TASK DETAILS =>
Look through the listing below, and wherever a line has the string "strftime", pull it out.

RECORDS PROVIDED =>

use anyhow::Result;
use chrono::{DateTime, NaiveDateTime, SecondsFormat, Utc};
use rusqlite::types::Type;
use rusqlite::{Connection, Row};
use rust_decimal::Decimal;
use std::str::FromStr;

/// Async database wrapper around `tokio_rusqlite::Connection`.
///
/// Runs all SQLite operations on a dedicated background thread via
/// `tokio_rusqlite`, keeping the Tokio runtime cooperative. Clone is
/// cheap (shared mpsc sender to the background thread), and every clone
/// funnels into the same connection, so calls are serialized.
#[derive(Clone)]
pub struct AsyncDb {
    conn: tokio_rusqlite::Connection,
}

impl AsyncDb {
    /// Open a database at `path` (or `:memory:`), set PRAGMAs and run migrations
    /// on the background thread.
    pub async fn open(path: &str) -> Result<Self> {
        let conn = tokio_rusqlite::Connection::open(path).await?;

        let res = conn
            .call(|conn| -> std::result::Result<(), rusqlite::Error> {
                conn.busy_timeout(std::time::Duration::from_secs(30))?;
                conn.execute_batch("PRAGMA journal_mode=WAL; PRAGMA foreign_keys=ON;")?;
                run_migrations(conn)?;
                Ok(())
            })
            .await;

        match res {
            Ok(()) => {}
            Err(tokio_rusqlite::Error::Error(err)) => {
                return Err(anyhow::Error::from(err).context("AsyncDb::open: migration failed"));
            }
            Err(other) => return Err(anyhow::anyhow!("AsyncDb::open: {other}")),
        }

        tracing::debug!(path, "database opened");
        Ok(Self { conn })
    }

    /// Run a closure on the background SQLite thread and return the result.
    pub async fn call<F, R>(&self, function: F) -> Result<R>
    where
        F: FnOnce(&mut rusqlite::Connection) -> Result<R> + Send + 'static,
        R: Send + 'static,
    {
        self.conn.call(move |conn| function(conn)).await.map_err(
            |e: tokio_rusqlite::Error<anyhow::Error>| match e {
                tokio_rusqlite::Error::ConnectionClosed => {
                    anyhow::anyhow!("database connection closed")
                }
                tokio_rusqlite::Error::Close((_, err)) => {
                    anyhow::anyhow!("database close error: {err}")
                }
                tokio_rusqlite::Error::Error(err) => err,
                other => anyhow::anyhow!("database error: {other}"),
            },
        )
    }

    /// Like [`Self::call`], but records Prometheus metrics for DB latency and errors.
    ///
    /// Measures the full wall-clock time of the operation, including queueing
    /// on the dedicated SQLite thread.
    pub async fn call_named<F, R>(&self, op: &'static str, function: F) -> Result<R>
    where
        F: FnOnce(&mut rusqlite::Connection) -> Result<R> + Send + 'static,
        R: Send + 'static,
    {
        let start = std::time::Instant::now();
        let res = self.call(function).await;
        let ms = start.elapsed().as_secs_f64() * 1000.0;

        let status = if res.is_ok() { "ok" } else { "err" };
        metrics::histogram!(
            "trusttrade_db_query_latency_ms",
            "op" => op,
            "status" => status
        )
        .record(ms);
        if res.is_err() {
            metrics::counter!("trusttrade_db_query_errors_total", "op" => op).increment(1);
        }

        res
    }
}

fn run_migrations(conn: &Connection) -> std::result::Result<(), rusqlite::Error> {
    conn.execute_batch(SCHEMA)?;
    migrate_posts_portfolio_value(conn)?;
    migrate_connections_last_synced(conn)?;
    migrate_tags_key(conn)?;
    Ok(())
}

fn has_column(
    conn: &Connection,
    table: &str,
    column: &str,
) -> std::result::Result<bool, rusqlite::Error> {
    let n: i64 = conn.query_row(
        &format!("SELECT COUNT(*) FROM pragma_table_info('{table}') WHERE name=?1"),
        rusqlite::params![column],
        |row| row.get(0),
    )?;
    Ok(n > 0)
}

/// Posts created before growth scoring have no portfolio snapshot column.
fn migrate_posts_portfolio_value(conn: &Connection) -> std::result::Result<(), rusqlite::Error> {
    if !has_column(conn, "posts", "portfolio_value_at_posting")? {
        conn.execute(
            "ALTER TABLE posts ADD COLUMN portfolio_value_at_posting TEXT",
            [],
        )?;
    }
    Ok(())
}

fn migrate_connections_last_synced(
    conn: &Connection,
) -> std::result::Result<(), rusqlite::Error> {
    if !has_column(conn, "plaid_connections", "last_synced_at")? {
        conn.execute(
            "ALTER TABLE plaid_connections ADD COLUMN last_synced_at TEXT",
            [],
        )?;
    }
    Ok(())
}

/// Tags are matched on a Unicode-lowercased key; `COLLATE NOCASE` only folds ASCII.
fn migrate_tags_key(conn: &Connection) -> std::result::Result<(), rusqlite::Error> {
    if !has_column(conn, "tags", "tag_key")? {
        conn.execute("ALTER TABLE tags ADD COLUMN tag_key TEXT", [])?;
    }
    let missing = {
        let mut stmt = conn.prepare("SELECT id, tag_name FROM tags WHERE tag_key IS NULL")?;
        let rows = stmt
            .query_map([], |row| Ok((row.get::<_, i64>(0)?, row.get::<_, String>(1)?)))?
            .collect::<std::result::Result<Vec<_>, _>>()?;
        rows
    };
    for (id, name) in missing {
        conn.execute(
            "UPDATE tags SET tag_key = ?2 WHERE id = ?1",
            rusqlite::params![id, crate::posts::tag_key(&name)],
        )?;
    }
    conn.execute(
        "CREATE INDEX IF NOT EXISTS idx_tags_key ON tags(tag_key)",
        [],
    )?;
    Ok(())
}

// Timestamps are fixed-width RFC 3339 with millisecond precision so that
// TEXT ordering matches chronological ordering.
const SCHEMA: &str = r"
CREATE TABLE IF NOT EXISTS users (
    id INTEGER PRIMARY KEY AUTOINCREMENT,
    username TEXT NOT NULL UNIQUE,
    plaid_enabled INTEGER NOT NULL DEFAULT 0,
    is_verified INTEGER NOT NULL DEFAULT 0,
    created_at TEXT NOT NULL DEFAULT (strftime('%Y-%m-%dT%H:%M:%fZ', 'now'))
);

CREATE TABLE IF NOT EXISTS posts (
    id INTEGER PRIMARY KEY AUTOINCREMENT,
    user_id INTEGER NOT NULL REFERENCES users(id),
    title TEXT NOT NULL,
    content TEXT NOT NULL,
    created_at TEXT NOT NULL DEFAULT (strftime('%Y-%m-%dT%H:%M:%fZ', 'now')),
    portfolio_value_at_posting TEXT       -- decimal as text, NULL when not captured
);

CREATE TABLE IF NOT EXISTS tags (
    id INTEGER PRIMARY KEY AUTOINCREMENT,
    tag_name TEXT NOT NULL UNIQUE COLLATE NOCASE,
    tag_key TEXT                          -- lowercased tag_name, used for matching
);

CREATE TABLE IF NOT EXISTS post_tags (
    post_id INTEGER NOT NULL REFERENCES posts(id) ON DELETE CASCADE,
    tag_id INTEGER NOT NULL REFERENCES tags(id) ON DELETE CASCADE,
    PRIMARY KEY (post_id, tag_id)
);

CREATE TABLE IF NOT EXISTS plaid_connections (
    id INTEGER PRIMARY KEY AUTOINCREMENT,
    user_id INTEGER NOT NULL REFERENCES users(id),
    institution_name TEXT,
    item_id TEXT,
    last_synced_at TEXT
);

CREATE TABLE IF NOT EXISTS investment_positions (
    id INTEGER PRIMARY KEY AUTOINCREMENT,
    plaid_connection_id INTEGER NOT NULL REFERENCES plaid_connections(id) ON DELETE CASCADE,
    symbol TEXT,
    quantity TEXT NOT NULL,               -- decimals as text
    cost_basis TEXT NOT NULL,             -- per unit
    current_price TEXT NOT NULL
);

CREATE TABLE IF NOT EXISTS verification_history (
    id INTEGER PRIMARY KEY AUTOINCREMENT,
    user_id INTEGER NOT NULL REFERENCES users(id),
    is_verified INTEGER NOT NULL,
    timestamp TEXT NOT NULL,
    reason TEXT,
    source TEXT                           -- admin, scheduler, import
);

CREATE TABLE IF NOT EXISTS job_status (
    job_name TEXT PRIMARY KEY,
    status TEXT NOT NULL,                 -- running, idle, failed
    last_run_at TEXT,
    duration_ms INTEGER,
    last_error TEXT,
    metadata TEXT,
    updated_at TEXT NOT NULL
);

CREATE INDEX IF NOT EXISTS idx_posts_user_created ON posts(user_id, created_at);
CREATE INDEX IF NOT EXISTS idx_posts_created ON posts(created_at);
CREATE INDEX IF NOT EXISTS idx_post_tags_tag ON post_tags(tag_id);
CREATE INDEX IF NOT EXISTS idx_connections_user ON plaid_connections(user_id);
CREATE INDEX IF NOT EXISTS idx_positions_connection ON investment_positions(plaid_connection_id);
CREATE INDEX IF NOT EXISTS idx_verification_user_ts ON verification_history(user_id, timestamp);
";

pub fn ts_to_sql(ts: DateTime<Utc>) -> String {
    ts.to_rfc3339_opts(SecondsFormat::Millis, true)
}

/// Parse a stored timestamp. Accepts RFC 3339 and SQLite's `YYYY-MM-DD HH:MM:SS`.
pub fn parse_ts(s: &str) -> Option<DateTime<Utc>> {
    if let Ok(dt) = DateTime::parse_from_rfc3339(s) {
        return Some(dt.with_timezone(&Utc));
    }
    NaiveDateTime::parse_from_str(s, "%Y-%m-%d %H:%M:%S")
        .ok()
        .map(|naive| naive.and_utc())
}

fn conversion_error(
    idx: usize,
    msg: String,
) -> rusqlite::Error {
    rusqlite::Error::FromSqlConversionFailure(idx, Type::Text, msg.into())
}

pub(crate) fn get_ts(row: &Row<'_>, idx: usize) -> rusqlite::Result<DateTime<Utc>> {
    let s: String = row.get(idx)?;
    parse_ts(&s).ok_or_else(|| conversion_error(idx, format!("bad timestamp: {s}")))
}

pub(crate) fn get_decimal(row: &Row<'_>, idx: usize) -> rusqlite::Result<Decimal> {
    let s: String = row.get(idx)?;
    Decimal::from_str(&s).map_err(|e| conversion_error(idx, format!("bad decimal {s:?}: {e}")))
}

pub(crate) fn get_opt_decimal(row: &Row<'_>, idx: usize) -> rusqlite::Result<Option<Decimal>> {
    let s: Option<String> = row.get(idx)?;
    s.map(|s| {
        Decimal::from_str(&s).map_err(|e| conversion_error(idx, format!("bad decimal {s:?}: {e}")))
    })
    .transpose()
}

EXERCISE OUTPUT =>
    created_at TEXT NOT NULL DEFAULT (strftime('%Y-%m-%dT%H:%M:%fZ', 'now'))
    created_at TEXT NOT NULL DEFAULT (strftime('%Y-%m-%dT%H:%M:%fZ', 'now')),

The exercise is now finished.